Solamente i 49ers di Jerick McKinnon si sono qualificati alla postseason, anche se l’ex Vikings deve ancora giocare un singolo snap con i ‘Niners… al che uno potrebbe chiedersi l’utilità di schierare un’opzione top di gamma nel backfield.

6) Pagare un running back non sembra essere una buona idea, parte seconda

Dal 2012 ad oggi pochi running back sono stati in grado di firmare contratti da più di dieci milioni all’anno e per nessuno, finora, ciò ha significato successo in campo.
Elenchino?

  • Marshawn Lynch, tradato dopo un anno
  • Adrian Peterson, tagliato dopo due anni
  • David Johnson, tradato dopo due anni
  • Todd Gurley, tagliato dopo due anni
  • Ezekiel Elliott, vedremo, ma anche a causa del suo contratto Dallas sta faticando a raggiungere un accordo con l’imprescindibile Prescott.

Palla a CMC ora.

7) Li pagheranno questi running back?

Immagino che dalla stagione che avrà McCaffrey dipenderà il rinnovo di molti running back, in quanto nel 2021 il plotone di tailback in scadenza contrattuale sarà parecchio folto e comprenderà gente come Mixon, Lindsay, Cohen, Aaron Jones, Fournette, Cook, Kamara e Carson.
Non credo che qualcuno possa ambire a superare la cifra di CMC – anche se un 2020 particolarmente brillante di Kamara potrebbe permettergli di avvicinarsi molto -, ma vista la profondità e qualità nella posizione mi sento di dire che parecchi milioni di dollari saranno investiti sul ruolo meno rispettato della disciplina.

8) Falling Tua?

Sto leggendo sempre più report convinti che a causa dei molteplici infortuni subiti nella parte inferiore del corpo Tua Tagovailoa possa scivolare fuori dalla top ten dell’imminente draft: in particolare, sembrerebbe che i Miami Dolphins stiano cominciando a nutrire inquietanti dubbi sulla sua tenuta fisica e che, di conseguenza, con la quinta scelta assoluta potrebbero sorprendentemente optare per Justin Herbert.
La nuova realtà imposta dal Covid-19 sta impedendo allo staff medico di Miami – e di tutte le altre squadre, per quello che può contare – di condurre esami approfonditi all’ex quarterback di Alabama e, con tutte le virgolette del caso, Tua potrebbe essere considerato l’ennesima vittima di questa catastrofe, anche se in tutta onestà non credo che qualora i Dolphins optassero seriamente per qualcun altro i Chargers se lo lascerebbero scappare.

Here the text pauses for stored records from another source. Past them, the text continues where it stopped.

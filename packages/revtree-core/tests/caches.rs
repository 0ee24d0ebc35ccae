use revtree_core::{
    Address, AtomicCommand, CacheConfig, Id, MemoryRepository, Outcome, ReadCachingModel,
    ReadWriteCachingModel, ReadableModel, RevisionCheck, SessionCachedModel, TransactionBuilder,
    Value, WritableModel, WritableRepository,
};

fn id(s: &str) -> Id {
    Id::new(s).unwrap()
}

fn model_address() -> Address {
    Address::model(id("repo"), id("m"))
}

/// `a.x = 1`, `a.y = 2`, `b.x = 3`, all written at revision 1.
fn seeded_repo() -> MemoryRepository {
    let mut repo = MemoryRepository::new(id("repo"));
    repo.create_model(&id("m"));
    let mut builder = TransactionBuilder::new(model_address()).unwrap();
    for object in ["a", "b"] {
        builder
            .add_command(AtomicCommand::add_object(model_address().with_object(id(object)), RevisionCheck::Safe))
            .unwrap();
    }
    for (object, field, value) in [("a", "x", 1), ("a", "y", 2), ("b", "x", 3)] {
        let field = model_address().with_object(id(object)).with_field(id(field));
        builder
            .add_command(AtomicCommand::add_field(field.clone(), RevisionCheck::Safe))
            .unwrap();
        builder
            .add_command(AtomicCommand::add_value(field, Value::from(value), RevisionCheck::New))
            .unwrap();
    }
    assert_eq!(repo.execute(&builder.build().unwrap()), Outcome::Applied(1));
    repo
}

#[test]
fn snapshot_seeded_cache_never_reaches_the_base() {
    let repo = seeded_repo();
    let base = repo.memory_model(&id("m")).unwrap();
    let cache = ReadCachingModel::from_snapshot(base, &repo, CacheConfig::default());
    assert_eq!(cache.base_reads(), 1);

    assert_eq!(cache.object_ids(), vec![id("a"), id("b")]);
    assert_eq!(cache.field_ids(&id("a")), vec![id("x"), id("y")]);
    assert_eq!(cache.value(&id("b"), &id("x")), Some(Value::from(3)));
    assert!(!cache.has_object(&id("zzz")));
    assert!(!cache.has_field(&id("a"), &id("zzz")));
    assert_eq!(cache.field_revision(&id("a"), &id("y")), Some(1));
    assert_eq!(cache.base_reads(), 1);
}

#[test]
fn lazy_cache_reads_each_fact_once() {
    let repo = seeded_repo();
    let base = repo.memory_model(&id("m")).unwrap();
    let cache = ReadCachingModel::new(base);

    assert_eq!(cache.value(&id("a"), &id("x")), Some(Value::from(1)));
    let after_first = cache.base_reads();
    assert!(after_first > 0);
    for _ in 0..3 {
        assert_eq!(cache.value(&id("a"), &id("x")), Some(Value::from(1)));
        assert!(!cache.has_object(&id("missing")));
        assert!(!cache.has_object(&id("missing")));
    }
    assert_eq!(cache.base_reads(), after_first + 1);
}

#[test]
fn caches_hand_back_their_base() {
    let repo = seeded_repo();
    let base = repo.memory_model(&id("m")).unwrap();

    let cache = ReadCachingModel::new(base);
    assert_eq!(cache.value(&id("a"), &id("x")), Some(Value::from(1)));
    assert!(std::ptr::eq(cache.into_base(), base));

    let mut overlay = ReadWriteCachingModel::new(base.clone());
    assert!(overlay.remove_object(&id("a")));
    let unchanged = overlay.into_base();
    assert_eq!(&unchanged, base);
    assert!(unchanged.has_object(&id("a")));
}

#[test]
fn read_write_cache_commits_through_the_repository() {
    let mut repo = seeded_repo();
    let snapshot = repo.memory_model(&id("m")).unwrap().clone();

    let mut cache = ReadWriteCachingModel::new(&snapshot);
    assert!(cache.remove_object(&id("b")));
    assert!(cache.set_value(&id("a"), &id("x"), Some(Value::from("changed"))));
    assert!(cache.remove_field(&id("a"), &id("y")));
    assert!(cache.create_object(&id("c")));
    assert!(cache.create_field(&id("c"), &id("z")));
    assert!(cache.set_value(&id("c"), &id("z"), Some(Value::from(5))));
    assert_eq!(cache.removed_objects(), vec![id("b")]);
    assert_eq!(cache.added_objects(), vec![id("c")]);

    let mut builder = TransactionBuilder::new(model_address()).unwrap();
    cache.commit_to(&mut builder, false).unwrap();
    assert_eq!(repo.execute(&builder.build().unwrap()), Outcome::Applied(2));

    let applied = repo.memory_model(&id("m")).unwrap();
    assert_eq!(applied.object_ids(), cache.object_ids());
    assert_eq!(applied.field_ids(&id("a")), vec![id("x")]);
    assert_eq!(applied.value(&id("a"), &id("x")), Some(Value::from("changed")));
    assert_eq!(applied.value(&id("c"), &id("z")), Some(Value::from(5)));

    cache.clear();
    assert!(!cache.has_changes());
    assert!(cache.has_object(&id("b")));
}

#[test]
fn read_write_cache_detects_concurrent_changes() {
    let mut repo = seeded_repo();
    let snapshot = repo.memory_model(&id("m")).unwrap().clone();
    let mut cache = ReadWriteCachingModel::new(&snapshot);
    cache.set_value(&id("b"), &id("x"), Some(Value::from(30)));

    let concurrent = AtomicCommand::remove_value(
        model_address().with_object(id("b")).with_field(id("x")),
        RevisionCheck::Exact(1),
    );
    assert!(repo.execute(&concurrent.into()).is_applied());

    let command = cache.to_transaction(false).unwrap().unwrap();
    assert_eq!(repo.execute(&command), Outcome::Failed);

    let forced = cache.to_transaction(true).unwrap().unwrap();
    assert_eq!(repo.execute(&forced), Outcome::Applied(3));
    assert_eq!(
        repo.memory_model(&id("m")).unwrap().value(&id("b"), &id("x")),
        Some(Value::from(30))
    );
}

#[test]
fn session_commits_twice_after_marking() {
    let mut repo = seeded_repo();
    let mut session = SessionCachedModel::from_model(repo.memory_model(&id("m")).unwrap());

    assert!(session.set_value(&id("a"), &id("x"), Some(Value::from(10))));
    assert!(session.create_object(&id("c")));
    assert!(session.create_field(&id("c"), &id("f")));
    let first = session.to_transaction(false).unwrap().unwrap();
    let Outcome::Applied(revision) = repo.execute(&first) else {
        panic!("first commit failed");
    };
    session.mark_as_committed(revision);
    assert!(!session.has_changes());
    assert_eq!(session.revision(), revision);
    assert_eq!(session.field_revision(&id("a"), &id("x")), Some(revision));
    assert_eq!(session.object_revision(&id("c")), Some(revision));

    // A second round must check against the revisions of the first commit.
    assert!(session.set_value(&id("a"), &id("x"), Some(Value::from(11))));
    assert!(session.set_value(&id("c"), &id("f"), Some(Value::from("new"))));
    assert!(session.remove_object(&id("b")));
    let second = session.to_command_list(false);
    assert!(second.iter().any(|c| c.check() == RevisionCheck::Exact(revision)));
    let command = session.to_transaction(false).unwrap().unwrap();
    let Outcome::Applied(next) = repo.execute(&command) else {
        panic!("second commit failed");
    };
    assert_eq!(next, revision + 1);
    session.mark_as_committed(next);

    let applied = repo.memory_model(&id("m")).unwrap();
    assert_eq!(session.object_ids(), applied.object_ids());
    assert_eq!(applied.value(&id("a"), &id("x")), Some(Value::from(11)));
    assert_eq!(applied.value(&id("c"), &id("f")), Some(Value::from("new")));
    assert!(!session.has_object(&id("b")));
}

#[test]
fn session_commit_to_model_matches_executed_commands() {
    let repo = seeded_repo();
    let base = repo.memory_model(&id("m")).unwrap();
    let mut session = SessionCachedModel::from_model(base);
    session.remove_object(&id("a"));
    session.create_object(&id("a"));
    session.create_field(&id("a"), &id("fresh"));
    session.set_value(&id("a"), &id("fresh"), Some(Value::from(1)));
    session.remove_field(&id("b"), &id("x"));

    let mut plain = base.clone();
    session.commit_to_model(&mut plain);

    let mut executed = base.clone();
    let command = session.to_transaction(false).unwrap().unwrap();
    assert!(executed.execute(&command).is_applied());

    for model in [&plain, &executed] {
        assert_eq!(model.object_ids(), vec![id("a"), id("b")]);
        assert_eq!(model.field_ids(&id("a")), vec![id("fresh")]);
        assert_eq!(model.value(&id("a"), &id("fresh")), Some(Value::from(1)));
        assert!(model.field_ids(&id("b")).is_empty());
    }
}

9) Povertà di contenuti, parte seconda

Sempre per la rubrica “cambiamenti di stile non troppo radicali”, i Cleveland Browns hanno seguito l’esempio dei Colts modificando il loro swag in modo alquanto conservativo: le nuove maglie, analogamente ad Indy con il logo, omaggiano il passato di una frachigia che a dirla tutta negli ultimi anni ha potuto accennare dei timidi sorrisi solamente ricordando tale passato.
Che ne dite?

10) Un saluto ad uno dei più grandi di sempre

Gli ultimi anni sono stati tutto fuorché gentili con le leggende dei Green Bay Packers, in quanto recentemente abbiamo salutato un plotone di Hall of Famer come Jim Taylor, Forrest Gregg, Bart Starr e Willie Wood: sfortunatamente a tale lista dobbiamo aggiungere Willie Davis, capitano difensivo di quei Packers che si portarono a casa i primi due Super Bowl della storia.
Cinque volte campione, cinque volte Pro Bowler e cinque volte All-Pro, il nome di Davis deve essere obbligatoriamente menzionato quando si parla dei più grandi defensive end della storia, anche se il suo contributo al football americano va oltre quanto fatto vedere sul gridiron: Davis fu pure uno dei primi giocatori a compiere il salto da campo a broadcast booth aggregandosi alla famiglia NBC come color commentator, coprendo il ruolo con indiscutibile successo.
Ciao Willie.

One thought on “Eligibles, quinta settimana: affari, storie e curiosità dalla free agency 2020 NFL

  1. Divise dei brown migliorate senza la scritta sul petto e sulla gamba.